WHAT TO PRODUCE: Starting at the line that holds "pub const fn render_options(&self)" and stopping at the line that holds "engine.run(config.iterations, |record, tiling|", restate the records below word for word, with both of those lines included.

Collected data
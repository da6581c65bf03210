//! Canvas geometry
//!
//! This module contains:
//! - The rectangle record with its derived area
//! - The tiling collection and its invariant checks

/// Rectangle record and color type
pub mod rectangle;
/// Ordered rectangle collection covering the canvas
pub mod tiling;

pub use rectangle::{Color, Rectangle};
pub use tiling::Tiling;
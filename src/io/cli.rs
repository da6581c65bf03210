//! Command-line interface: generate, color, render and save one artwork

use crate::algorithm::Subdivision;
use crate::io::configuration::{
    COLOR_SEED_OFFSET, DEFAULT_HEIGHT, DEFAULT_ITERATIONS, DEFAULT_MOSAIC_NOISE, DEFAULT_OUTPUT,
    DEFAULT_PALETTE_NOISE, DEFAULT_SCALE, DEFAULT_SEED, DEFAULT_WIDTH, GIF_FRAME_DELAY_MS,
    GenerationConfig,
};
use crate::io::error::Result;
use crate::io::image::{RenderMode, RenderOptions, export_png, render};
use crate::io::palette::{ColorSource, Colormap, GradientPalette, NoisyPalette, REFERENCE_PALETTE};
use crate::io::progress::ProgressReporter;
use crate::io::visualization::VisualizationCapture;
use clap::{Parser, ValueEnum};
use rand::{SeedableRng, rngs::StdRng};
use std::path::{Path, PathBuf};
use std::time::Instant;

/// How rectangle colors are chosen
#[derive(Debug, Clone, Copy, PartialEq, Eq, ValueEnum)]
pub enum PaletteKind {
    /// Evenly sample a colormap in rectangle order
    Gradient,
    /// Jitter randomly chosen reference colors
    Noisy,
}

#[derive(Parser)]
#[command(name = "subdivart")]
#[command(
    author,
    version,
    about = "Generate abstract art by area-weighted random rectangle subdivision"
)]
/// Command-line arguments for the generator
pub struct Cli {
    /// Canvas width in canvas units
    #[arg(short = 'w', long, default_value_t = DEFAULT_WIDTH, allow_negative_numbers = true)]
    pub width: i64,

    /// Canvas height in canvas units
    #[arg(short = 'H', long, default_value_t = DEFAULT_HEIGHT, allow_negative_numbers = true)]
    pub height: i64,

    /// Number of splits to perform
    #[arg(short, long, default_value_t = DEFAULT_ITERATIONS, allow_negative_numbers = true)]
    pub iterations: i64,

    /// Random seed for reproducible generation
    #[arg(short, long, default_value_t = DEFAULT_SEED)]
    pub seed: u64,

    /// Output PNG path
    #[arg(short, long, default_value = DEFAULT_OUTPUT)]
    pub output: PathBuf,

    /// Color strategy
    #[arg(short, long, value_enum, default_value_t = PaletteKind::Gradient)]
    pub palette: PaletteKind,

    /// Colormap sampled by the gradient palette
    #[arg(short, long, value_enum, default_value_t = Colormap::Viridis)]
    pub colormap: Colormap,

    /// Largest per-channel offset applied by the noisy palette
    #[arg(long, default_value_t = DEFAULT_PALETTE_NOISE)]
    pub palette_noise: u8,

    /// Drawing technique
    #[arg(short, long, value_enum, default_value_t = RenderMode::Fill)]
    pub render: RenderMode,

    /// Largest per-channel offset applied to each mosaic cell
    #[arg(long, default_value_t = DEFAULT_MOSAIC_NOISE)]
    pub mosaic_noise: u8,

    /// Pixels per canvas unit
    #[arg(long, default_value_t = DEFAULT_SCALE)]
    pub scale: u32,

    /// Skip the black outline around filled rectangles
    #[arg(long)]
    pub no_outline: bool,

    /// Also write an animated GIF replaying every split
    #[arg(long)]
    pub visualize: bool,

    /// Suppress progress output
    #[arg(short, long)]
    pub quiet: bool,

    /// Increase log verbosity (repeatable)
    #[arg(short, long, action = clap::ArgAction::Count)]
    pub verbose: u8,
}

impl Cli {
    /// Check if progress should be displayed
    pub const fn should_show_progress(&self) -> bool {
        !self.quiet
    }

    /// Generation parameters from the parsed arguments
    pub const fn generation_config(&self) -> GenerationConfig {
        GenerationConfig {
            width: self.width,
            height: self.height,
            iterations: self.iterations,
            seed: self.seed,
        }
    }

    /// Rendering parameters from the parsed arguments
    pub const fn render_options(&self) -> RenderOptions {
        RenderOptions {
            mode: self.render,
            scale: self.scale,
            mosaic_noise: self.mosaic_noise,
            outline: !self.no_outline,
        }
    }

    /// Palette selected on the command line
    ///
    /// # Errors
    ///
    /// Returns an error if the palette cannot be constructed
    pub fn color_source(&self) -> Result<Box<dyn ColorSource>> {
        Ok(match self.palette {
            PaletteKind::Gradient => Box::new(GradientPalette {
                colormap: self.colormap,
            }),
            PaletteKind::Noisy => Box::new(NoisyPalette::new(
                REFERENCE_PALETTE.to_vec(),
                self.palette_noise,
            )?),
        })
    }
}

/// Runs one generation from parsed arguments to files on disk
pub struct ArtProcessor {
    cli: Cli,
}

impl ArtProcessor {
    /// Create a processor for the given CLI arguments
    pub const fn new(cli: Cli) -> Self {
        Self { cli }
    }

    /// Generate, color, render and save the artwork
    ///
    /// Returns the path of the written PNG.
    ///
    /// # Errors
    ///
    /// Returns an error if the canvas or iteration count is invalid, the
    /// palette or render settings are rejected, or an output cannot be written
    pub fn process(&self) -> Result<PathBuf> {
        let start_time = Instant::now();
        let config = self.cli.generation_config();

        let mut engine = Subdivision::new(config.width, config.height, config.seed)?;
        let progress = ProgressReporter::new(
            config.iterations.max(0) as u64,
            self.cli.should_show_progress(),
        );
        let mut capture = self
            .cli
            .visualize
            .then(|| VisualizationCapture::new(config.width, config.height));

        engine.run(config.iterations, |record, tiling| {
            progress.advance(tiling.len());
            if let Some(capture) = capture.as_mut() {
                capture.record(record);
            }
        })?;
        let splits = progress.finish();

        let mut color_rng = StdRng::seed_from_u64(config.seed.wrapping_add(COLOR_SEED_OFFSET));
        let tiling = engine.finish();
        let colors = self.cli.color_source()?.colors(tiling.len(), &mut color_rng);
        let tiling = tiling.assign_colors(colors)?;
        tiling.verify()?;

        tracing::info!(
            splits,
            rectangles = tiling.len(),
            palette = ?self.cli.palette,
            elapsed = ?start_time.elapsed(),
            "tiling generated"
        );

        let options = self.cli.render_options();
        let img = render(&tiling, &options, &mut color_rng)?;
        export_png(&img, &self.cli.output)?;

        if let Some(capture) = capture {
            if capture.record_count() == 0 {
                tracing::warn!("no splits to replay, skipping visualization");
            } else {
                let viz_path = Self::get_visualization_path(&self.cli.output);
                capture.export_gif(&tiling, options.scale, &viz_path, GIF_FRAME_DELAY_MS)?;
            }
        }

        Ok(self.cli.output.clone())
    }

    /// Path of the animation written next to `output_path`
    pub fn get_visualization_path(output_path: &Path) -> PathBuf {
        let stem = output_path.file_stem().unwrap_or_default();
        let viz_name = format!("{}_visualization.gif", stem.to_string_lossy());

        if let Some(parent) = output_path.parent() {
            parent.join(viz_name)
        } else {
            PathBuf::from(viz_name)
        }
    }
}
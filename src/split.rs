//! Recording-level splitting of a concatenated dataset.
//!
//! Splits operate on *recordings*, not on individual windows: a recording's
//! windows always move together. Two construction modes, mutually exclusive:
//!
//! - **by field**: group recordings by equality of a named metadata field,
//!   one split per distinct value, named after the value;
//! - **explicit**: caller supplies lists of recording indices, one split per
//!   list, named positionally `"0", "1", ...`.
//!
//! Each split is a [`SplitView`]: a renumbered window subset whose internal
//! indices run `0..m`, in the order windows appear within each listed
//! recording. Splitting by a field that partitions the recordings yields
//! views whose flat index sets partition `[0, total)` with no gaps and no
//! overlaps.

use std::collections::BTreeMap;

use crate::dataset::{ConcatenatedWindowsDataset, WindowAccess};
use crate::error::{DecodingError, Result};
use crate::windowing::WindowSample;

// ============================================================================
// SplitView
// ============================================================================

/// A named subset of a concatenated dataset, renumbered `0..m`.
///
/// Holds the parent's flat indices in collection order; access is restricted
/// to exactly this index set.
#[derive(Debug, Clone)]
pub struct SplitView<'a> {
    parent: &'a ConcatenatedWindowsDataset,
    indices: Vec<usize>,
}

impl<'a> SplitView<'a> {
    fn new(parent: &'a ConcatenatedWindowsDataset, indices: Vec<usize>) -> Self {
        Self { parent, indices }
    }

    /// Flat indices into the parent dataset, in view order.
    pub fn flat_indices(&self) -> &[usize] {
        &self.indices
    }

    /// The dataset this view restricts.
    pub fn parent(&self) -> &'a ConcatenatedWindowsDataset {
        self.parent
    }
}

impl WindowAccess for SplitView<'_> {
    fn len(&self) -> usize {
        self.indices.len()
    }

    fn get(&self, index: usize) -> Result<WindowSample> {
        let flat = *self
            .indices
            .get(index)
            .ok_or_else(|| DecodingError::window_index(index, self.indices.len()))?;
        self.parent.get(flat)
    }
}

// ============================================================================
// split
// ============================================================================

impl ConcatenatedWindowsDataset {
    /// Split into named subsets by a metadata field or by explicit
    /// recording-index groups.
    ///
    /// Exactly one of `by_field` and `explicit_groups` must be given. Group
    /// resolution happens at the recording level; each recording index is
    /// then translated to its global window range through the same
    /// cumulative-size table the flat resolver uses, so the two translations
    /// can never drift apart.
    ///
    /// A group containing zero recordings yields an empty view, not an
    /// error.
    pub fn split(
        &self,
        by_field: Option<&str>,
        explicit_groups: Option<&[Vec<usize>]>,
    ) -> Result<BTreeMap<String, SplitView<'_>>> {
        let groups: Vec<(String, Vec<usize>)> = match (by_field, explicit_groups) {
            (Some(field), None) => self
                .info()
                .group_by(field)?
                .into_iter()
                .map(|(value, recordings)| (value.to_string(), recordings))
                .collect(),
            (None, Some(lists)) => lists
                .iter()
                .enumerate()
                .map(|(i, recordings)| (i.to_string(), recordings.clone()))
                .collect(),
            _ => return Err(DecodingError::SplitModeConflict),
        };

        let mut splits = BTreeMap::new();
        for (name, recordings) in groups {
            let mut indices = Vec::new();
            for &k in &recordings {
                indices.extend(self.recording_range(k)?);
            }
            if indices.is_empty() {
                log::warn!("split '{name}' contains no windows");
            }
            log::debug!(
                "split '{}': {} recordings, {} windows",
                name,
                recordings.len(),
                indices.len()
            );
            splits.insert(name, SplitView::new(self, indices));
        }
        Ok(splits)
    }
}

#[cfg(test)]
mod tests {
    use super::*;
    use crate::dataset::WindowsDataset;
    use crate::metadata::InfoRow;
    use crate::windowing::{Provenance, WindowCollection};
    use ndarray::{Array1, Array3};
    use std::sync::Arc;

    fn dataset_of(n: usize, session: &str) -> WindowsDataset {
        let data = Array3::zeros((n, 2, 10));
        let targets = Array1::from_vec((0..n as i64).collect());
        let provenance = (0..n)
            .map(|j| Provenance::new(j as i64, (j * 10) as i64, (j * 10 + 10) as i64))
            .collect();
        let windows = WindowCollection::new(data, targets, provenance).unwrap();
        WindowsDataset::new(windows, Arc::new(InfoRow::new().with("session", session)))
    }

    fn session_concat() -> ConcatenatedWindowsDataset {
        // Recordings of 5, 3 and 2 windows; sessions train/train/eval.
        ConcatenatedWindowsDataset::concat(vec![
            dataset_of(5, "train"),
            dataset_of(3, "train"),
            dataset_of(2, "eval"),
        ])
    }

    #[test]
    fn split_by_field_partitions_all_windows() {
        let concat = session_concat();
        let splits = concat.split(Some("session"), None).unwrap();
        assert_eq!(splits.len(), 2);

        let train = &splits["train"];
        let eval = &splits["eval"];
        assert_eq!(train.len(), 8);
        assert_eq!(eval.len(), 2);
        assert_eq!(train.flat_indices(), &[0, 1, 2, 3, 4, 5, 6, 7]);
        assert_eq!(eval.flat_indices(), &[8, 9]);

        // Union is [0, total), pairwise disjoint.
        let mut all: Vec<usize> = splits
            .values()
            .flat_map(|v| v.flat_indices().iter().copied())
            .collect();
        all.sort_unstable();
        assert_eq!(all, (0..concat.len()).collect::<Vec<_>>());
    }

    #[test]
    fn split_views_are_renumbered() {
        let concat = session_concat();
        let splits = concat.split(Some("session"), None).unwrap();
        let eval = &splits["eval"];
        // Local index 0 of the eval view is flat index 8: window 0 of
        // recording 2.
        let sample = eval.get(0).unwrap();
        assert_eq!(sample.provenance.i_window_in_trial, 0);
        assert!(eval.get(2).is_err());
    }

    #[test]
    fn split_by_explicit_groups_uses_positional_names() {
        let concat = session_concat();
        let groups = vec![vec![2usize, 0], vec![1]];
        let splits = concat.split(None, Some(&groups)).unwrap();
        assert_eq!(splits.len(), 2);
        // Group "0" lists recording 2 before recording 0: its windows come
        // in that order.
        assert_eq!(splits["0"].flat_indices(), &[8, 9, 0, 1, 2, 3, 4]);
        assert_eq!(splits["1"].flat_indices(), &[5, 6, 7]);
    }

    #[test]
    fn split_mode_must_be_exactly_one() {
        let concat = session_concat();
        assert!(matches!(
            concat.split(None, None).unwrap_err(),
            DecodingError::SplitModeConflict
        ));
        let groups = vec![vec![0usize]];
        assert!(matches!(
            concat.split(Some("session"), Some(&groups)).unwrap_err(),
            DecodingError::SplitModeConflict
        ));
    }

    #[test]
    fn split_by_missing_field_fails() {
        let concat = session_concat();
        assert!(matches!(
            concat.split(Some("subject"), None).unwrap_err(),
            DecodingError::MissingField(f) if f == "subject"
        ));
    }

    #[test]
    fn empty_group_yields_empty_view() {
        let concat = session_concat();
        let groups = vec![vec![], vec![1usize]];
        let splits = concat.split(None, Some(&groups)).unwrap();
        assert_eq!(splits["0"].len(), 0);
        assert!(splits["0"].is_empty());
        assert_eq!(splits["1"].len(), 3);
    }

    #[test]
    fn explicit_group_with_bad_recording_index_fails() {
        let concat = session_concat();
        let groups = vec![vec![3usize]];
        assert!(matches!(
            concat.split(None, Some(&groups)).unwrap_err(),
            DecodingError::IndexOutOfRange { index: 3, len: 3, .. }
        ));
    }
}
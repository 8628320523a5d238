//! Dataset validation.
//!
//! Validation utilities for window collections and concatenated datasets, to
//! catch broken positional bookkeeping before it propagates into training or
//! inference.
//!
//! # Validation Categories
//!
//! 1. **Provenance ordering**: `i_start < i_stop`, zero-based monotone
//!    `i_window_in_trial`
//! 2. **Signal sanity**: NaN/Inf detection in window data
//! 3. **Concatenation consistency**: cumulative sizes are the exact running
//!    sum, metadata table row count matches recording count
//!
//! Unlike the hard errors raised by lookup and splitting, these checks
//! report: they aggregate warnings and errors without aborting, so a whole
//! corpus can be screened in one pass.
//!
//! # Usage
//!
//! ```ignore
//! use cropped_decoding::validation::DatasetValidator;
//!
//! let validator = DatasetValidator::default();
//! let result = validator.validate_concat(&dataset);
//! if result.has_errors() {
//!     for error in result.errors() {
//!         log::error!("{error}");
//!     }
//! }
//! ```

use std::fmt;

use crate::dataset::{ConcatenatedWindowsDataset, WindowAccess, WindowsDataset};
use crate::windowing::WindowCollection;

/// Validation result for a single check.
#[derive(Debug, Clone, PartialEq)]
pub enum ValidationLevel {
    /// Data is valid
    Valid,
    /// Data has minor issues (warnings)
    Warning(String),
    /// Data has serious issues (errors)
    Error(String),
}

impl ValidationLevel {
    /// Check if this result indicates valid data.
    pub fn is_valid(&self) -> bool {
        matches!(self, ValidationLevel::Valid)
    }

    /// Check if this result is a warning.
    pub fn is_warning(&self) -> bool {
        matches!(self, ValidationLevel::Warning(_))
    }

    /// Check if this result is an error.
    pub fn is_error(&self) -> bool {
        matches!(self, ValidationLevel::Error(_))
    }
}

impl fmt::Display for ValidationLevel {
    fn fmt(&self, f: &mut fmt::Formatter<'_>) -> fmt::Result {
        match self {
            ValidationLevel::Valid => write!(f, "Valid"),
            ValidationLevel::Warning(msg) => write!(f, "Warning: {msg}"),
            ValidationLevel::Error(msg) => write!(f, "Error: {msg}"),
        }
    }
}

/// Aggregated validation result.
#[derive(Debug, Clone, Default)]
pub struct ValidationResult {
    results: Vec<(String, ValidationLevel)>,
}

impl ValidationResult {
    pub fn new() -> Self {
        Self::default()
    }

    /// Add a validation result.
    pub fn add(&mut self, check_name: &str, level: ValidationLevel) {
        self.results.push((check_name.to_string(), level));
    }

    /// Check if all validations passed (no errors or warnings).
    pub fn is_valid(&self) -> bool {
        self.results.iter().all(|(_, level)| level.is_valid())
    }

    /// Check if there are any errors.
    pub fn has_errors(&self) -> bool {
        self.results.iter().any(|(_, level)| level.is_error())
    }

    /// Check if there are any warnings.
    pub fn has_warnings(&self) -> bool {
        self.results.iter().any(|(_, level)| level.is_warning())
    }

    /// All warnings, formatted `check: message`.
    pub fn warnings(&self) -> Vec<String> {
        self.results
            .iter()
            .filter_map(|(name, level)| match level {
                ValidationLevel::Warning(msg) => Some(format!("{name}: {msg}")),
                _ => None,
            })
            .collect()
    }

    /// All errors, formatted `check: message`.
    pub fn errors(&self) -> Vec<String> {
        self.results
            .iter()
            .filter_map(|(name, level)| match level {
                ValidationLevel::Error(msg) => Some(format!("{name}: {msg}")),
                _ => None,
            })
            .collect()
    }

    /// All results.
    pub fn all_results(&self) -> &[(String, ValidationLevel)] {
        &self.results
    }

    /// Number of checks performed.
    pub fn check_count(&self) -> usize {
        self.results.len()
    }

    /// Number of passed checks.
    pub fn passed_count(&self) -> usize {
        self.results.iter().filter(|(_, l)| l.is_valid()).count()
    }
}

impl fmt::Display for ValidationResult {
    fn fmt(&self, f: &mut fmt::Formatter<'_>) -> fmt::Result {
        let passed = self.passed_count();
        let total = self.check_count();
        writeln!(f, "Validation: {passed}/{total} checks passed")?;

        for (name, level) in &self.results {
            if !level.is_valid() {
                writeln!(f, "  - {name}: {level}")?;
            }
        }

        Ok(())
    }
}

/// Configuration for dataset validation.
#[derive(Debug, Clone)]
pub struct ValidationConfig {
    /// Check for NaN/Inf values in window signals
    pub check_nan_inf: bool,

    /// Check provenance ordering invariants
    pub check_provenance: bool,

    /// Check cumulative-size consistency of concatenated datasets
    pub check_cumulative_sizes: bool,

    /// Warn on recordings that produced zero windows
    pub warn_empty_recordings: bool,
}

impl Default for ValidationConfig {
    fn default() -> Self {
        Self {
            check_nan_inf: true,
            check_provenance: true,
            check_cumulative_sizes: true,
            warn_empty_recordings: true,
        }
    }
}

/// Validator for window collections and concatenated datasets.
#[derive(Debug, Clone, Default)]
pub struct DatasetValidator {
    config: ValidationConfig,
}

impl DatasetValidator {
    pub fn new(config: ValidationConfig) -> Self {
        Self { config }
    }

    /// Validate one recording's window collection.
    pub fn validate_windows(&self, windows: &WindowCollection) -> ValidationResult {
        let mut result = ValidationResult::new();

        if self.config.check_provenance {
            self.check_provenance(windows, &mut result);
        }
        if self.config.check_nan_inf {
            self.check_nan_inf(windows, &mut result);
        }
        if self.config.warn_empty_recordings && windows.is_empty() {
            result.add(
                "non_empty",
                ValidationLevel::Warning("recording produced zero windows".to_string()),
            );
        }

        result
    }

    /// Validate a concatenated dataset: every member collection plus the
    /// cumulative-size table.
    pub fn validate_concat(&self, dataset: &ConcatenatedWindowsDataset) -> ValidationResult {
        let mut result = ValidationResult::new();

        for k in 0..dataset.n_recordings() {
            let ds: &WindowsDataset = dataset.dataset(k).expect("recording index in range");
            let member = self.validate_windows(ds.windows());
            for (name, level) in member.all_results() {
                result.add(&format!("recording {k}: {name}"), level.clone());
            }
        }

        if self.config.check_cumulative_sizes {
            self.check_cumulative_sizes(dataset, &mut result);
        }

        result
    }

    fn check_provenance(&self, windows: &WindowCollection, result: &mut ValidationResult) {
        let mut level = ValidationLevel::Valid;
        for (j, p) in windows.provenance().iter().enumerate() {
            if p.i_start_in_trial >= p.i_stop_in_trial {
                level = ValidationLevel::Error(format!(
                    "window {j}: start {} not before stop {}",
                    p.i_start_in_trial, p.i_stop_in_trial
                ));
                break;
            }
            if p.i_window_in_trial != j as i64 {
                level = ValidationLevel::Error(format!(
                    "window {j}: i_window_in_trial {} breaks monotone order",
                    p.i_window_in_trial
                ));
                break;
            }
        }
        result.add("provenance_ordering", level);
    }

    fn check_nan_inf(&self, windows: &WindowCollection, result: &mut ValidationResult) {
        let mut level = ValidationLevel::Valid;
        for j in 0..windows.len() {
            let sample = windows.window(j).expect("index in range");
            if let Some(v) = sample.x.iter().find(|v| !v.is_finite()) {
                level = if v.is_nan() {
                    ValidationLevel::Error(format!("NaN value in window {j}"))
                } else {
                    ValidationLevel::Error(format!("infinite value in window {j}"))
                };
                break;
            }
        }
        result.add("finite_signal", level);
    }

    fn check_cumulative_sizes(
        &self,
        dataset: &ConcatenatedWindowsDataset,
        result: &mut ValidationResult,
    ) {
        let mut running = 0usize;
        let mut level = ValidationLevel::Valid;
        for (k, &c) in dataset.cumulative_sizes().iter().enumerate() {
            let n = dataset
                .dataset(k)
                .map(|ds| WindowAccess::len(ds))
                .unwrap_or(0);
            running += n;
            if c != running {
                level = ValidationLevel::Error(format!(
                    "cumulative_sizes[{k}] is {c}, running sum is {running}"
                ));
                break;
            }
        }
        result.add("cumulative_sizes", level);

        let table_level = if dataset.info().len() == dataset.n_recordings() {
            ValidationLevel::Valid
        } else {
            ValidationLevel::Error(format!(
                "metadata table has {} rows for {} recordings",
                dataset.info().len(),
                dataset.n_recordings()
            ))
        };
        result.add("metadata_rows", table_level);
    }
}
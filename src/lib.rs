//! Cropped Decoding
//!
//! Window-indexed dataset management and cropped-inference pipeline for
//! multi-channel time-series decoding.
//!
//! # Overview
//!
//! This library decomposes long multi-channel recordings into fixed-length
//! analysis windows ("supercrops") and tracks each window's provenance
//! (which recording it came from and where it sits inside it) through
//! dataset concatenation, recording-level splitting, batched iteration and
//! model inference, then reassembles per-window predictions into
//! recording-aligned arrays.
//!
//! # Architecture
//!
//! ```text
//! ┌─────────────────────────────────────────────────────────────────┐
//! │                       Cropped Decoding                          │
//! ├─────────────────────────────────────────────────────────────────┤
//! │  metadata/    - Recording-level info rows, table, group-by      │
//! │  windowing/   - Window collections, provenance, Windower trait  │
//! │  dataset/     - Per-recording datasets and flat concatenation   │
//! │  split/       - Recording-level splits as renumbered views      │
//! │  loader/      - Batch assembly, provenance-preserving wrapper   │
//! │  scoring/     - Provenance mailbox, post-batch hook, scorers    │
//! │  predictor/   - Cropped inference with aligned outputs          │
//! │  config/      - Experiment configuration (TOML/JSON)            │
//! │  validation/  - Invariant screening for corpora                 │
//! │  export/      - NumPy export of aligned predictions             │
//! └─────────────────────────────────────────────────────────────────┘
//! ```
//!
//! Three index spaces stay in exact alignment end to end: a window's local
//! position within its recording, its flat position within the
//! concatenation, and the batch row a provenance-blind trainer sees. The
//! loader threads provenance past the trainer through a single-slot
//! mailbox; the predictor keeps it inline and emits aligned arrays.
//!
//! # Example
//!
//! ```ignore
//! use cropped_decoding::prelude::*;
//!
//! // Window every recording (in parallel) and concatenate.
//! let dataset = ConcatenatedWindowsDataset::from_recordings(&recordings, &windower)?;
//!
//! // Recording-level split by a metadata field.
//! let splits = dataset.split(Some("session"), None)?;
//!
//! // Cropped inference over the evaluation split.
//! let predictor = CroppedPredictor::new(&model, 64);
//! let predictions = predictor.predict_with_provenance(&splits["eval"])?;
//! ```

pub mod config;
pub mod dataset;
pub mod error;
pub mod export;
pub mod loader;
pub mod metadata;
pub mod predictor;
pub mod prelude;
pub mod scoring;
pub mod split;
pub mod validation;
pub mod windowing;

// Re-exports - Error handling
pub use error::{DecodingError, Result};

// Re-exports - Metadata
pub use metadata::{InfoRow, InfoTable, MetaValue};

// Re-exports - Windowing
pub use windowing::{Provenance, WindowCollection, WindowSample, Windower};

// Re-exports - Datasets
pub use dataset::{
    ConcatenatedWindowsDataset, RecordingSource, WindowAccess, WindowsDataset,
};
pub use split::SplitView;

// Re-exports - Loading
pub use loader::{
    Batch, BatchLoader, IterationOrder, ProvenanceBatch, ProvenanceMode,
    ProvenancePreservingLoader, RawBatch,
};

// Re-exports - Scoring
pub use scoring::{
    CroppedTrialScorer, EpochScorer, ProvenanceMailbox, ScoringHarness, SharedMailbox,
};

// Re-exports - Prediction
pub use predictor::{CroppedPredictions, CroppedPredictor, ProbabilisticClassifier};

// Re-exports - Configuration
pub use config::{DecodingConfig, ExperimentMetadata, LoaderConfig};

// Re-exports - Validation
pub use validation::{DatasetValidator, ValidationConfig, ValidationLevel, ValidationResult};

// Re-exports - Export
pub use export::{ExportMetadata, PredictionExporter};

TASK RESPONSE:
    pub const fn render_options(&self) -> RenderOptions {
        RenderOptions {
            mode: self.render,
            scale: self.scale,
            mosaic_noise: self.mosaic_noise,
            outline: !self.no_outline,
        }
    }

    /// Palette selected on the command line
    ///
    /// # Errors
    ///
    /// Returns an error if the palette cannot be constructed
    pub fn color_source(&self) -> Result<Box<dyn ColorSource>> {
        Ok(match self.palette {
            PaletteKind::Gradient => Box::new(GradientPalette {
                colormap: self.colormap,
            }),
            PaletteKind::Noisy => Box::new(NoisyPalette::new(
                REFERENCE_PALETTE.to_vec(),
                self.palette_noise,
            )?),
        })
    }
}

/// Runs one generation from parsed arguments to files on disk
pub struct ArtProcessor {
    cli: Cli,
}

impl ArtProcessor {
    /// Create a processor for the given CLI arguments
    pub const fn new(cli: Cli) -> Self {
        Self { cli }
    }

    /// Generate, color, render and save the artwork
    ///
    /// Returns the path of the written PNG.
    ///
    /// # Errors
    ///
    /// Returns an error if the canvas or iteration count is invalid, the
    /// palette or render settings are rejected, or an output cannot be written
    pub fn process(&self) -> Result<PathBuf> {
        let start_time = Instant::now();
        let config = self.cli.generation_config();

        let mut engine = Subdivision::new(config.width, config.height, config.seed)?;
        let progress = ProgressReporter::new(
            config.iterations.max(0) as u64,
            self.cli.should_show_progress(),
        );
        let mut capture = self
            .cli
            .visualize
            .then(|| VisualizationCapture::new(config.width, config.height));

        engine.run(config.iterations, |record, tiling| {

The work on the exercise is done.